■ **What to produce**
Copy the lines below that contain "shared".

(Stored data)
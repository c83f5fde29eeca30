mod common;

use assert_cmd::Command;
use common::{TestWorkspace, people_csv};
use predicates::str::contains;
use tabload::config::PipelineConfig;
use tabload::schema::{ColumnType, TableSchema};

fn tabload() -> Command {
    let mut cmd = Command::cargo_bin("tabload").expect("binary exists");
    cmd.env("RUST_LOG", "error");
    cmd
}

#[test]
fn sniff_reports_delimiter_and_shape() {
    let workspace = TestWorkspace::new();
    let input = workspace.write("people.csv", &people_csv(7, ';'));
    tabload()
        .args(["sniff", "-i", input.to_str().unwrap()])
        .assert()
        .success()
        .stdout(contains("format: csv"))
        .stdout(contains("encoding: utf-8"))
        .stdout(contains("delimiter: ;"))
        .stdout(contains("columns: 5"))
        .stdout(contains("rows: 7"));
}

#[test]
fn infer_prints_and_saves_the_schema() {
    let workspace = TestWorkspace::new();
    let input = workspace.write("people.csv", &people_csv(4, ','));
    let output = workspace.path().join("people.yaml");
    tabload()
        .args([
            "infer",
            "-i",
            input.to_str().unwrap(),
            "-o",
            output.to_str().unwrap(),
            "--table",
            "Staff",
        ])
        .assert()
        .success()
        .stdout(contains("joined"))
        .stdout(contains("boolean"));

    let schema = TableSchema::load(&output).expect("schema file");
    assert_eq!(schema.table_name, "staff");
    assert_eq!(schema.columns[0].inferred_type, ColumnType::Integer);
    assert_eq!(schema.columns[4].inferred_type, ColumnType::Date);
}

#[test]
fn infer_prints_engine_specific_ddl() {
    let workspace = TestWorkspace::new();
    let input = workspace.write("people.csv", &people_csv(3, ','));
    tabload()
        .args(["infer", "-i", input.to_str().unwrap(), "--ddl", "spark"])
        .assert()
        .success()
        .stdout(contains("CREATE TABLE IF NOT EXISTS \"people\" (\"id\" BIGINT"))
        .stdout(contains("\"name\" STRING"));
}

#[test]
fn ingest_count_and_preview_round_trip() {
    let workspace = TestWorkspace::new();
    let input = workspace.write("people.csv", &people_csv(25, ','));
    let db = workspace.path().join("warehouse.db");
    let db_arg = db.to_str().unwrap();

    tabload()
        .args(["ingest", "-i", input.to_str().unwrap(), "-d", db_arg, "--chunk-size", "10", "--audit"])
        .assert()
        .success()
        .stdout(contains("\"rows_loaded\": 25"))
        .stdout(contains("\"table_name\": \"people\""));

    tabload()
        .args(["count", "-d", db_arg, "-t", "people"])
        .assert()
        .success()
        .stdout("25\n");

    tabload()
        .args(["count", "-d", db_arg, "-t", "audit_logs"])
        .assert()
        .success()
        .stdout(predicates::str::is_match("^[1-9][0-9]*\n$").unwrap());

    tabload()
        .args(["preview", "-d", db_arg, "-t", "people", "--rows", "2"])
        .assert()
        .success()
        .stdout(contains("person 1"))
        .stdout(contains("_ingestion_id"));
}

#[test]
fn ingest_without_fast_path_recreates_the_table() {
    let workspace = TestWorkspace::new();
    let db = workspace.path().join("warehouse.db");
    let db_arg = db.to_str().unwrap();
    let first = workspace.write("first.csv", &people_csv(5, ','));
    let second = workspace.write("second.csv", "code,label\nA,alpha\n");

    for input in [&first, &second] {
        tabload()
            .args([
                "ingest",
                "-i",
                input.to_str().unwrap(),
                "-d",
                db_arg,
                "-t",
                "shared",
                "--recreate",
                "--no-fast-path",
            ])
            .assert()
            .success()
            .stdout(contains("Fallback"));
    }
    tabload()
        .args(["preview", "-d", db_arg, "-t", "shared"])
        .assert()
        .success()
        .stdout(contains("label"))
        .stdout(contains("alpha"));
}

#[test]
fn rejected_input_exits_with_an_error() {
    let workspace = TestWorkspace::new();
    let input = workspace.write("notes.txt", "hello");
    let db = workspace.path().join("warehouse.db");
    tabload()
        .args(["ingest", "-i", input.to_str().unwrap(), "-d", db.to_str().unwrap()])
        .assert()
        .failure()
        .stderr(contains("unsupported file format 'txt'"));
}

#[test]
fn count_of_missing_table_fails() {
    let workspace = TestWorkspace::new();
    let db = workspace.path().join("warehouse.db");
    tabload()
        .args(["setup", "-d", db.to_str().unwrap()])
        .assert()
        .success();
    tabload()
        .args(["count", "-d", db.to_str().unwrap(), "-t", "nowhere"])
        .assert()
        .failure()
        .stderr(contains("does not exist"));
}

#[test]
fn config_defaults_round_trip_through_a_file() {
    let workspace = TestWorkspace::new();
    let path = workspace.path().join("pipeline.yaml");
    tabload()
        .args(["config", "-o", path.to_str().unwrap()])
        .assert()
        .success();
    let loaded = PipelineConfig::load(&path).expect("load config");
    assert_eq!(loaded, PipelineConfig::default());

    tabload()
        .arg("config")
        .assert()
        .success()
        .stdout(contains("chunk_size: 10000"))
        .stdout(contains("create_mode: create_if_absent"));
}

■ **Solved exercise**
                "shared",
        .args(["preview", "-d", db_arg, "-t", "shared"])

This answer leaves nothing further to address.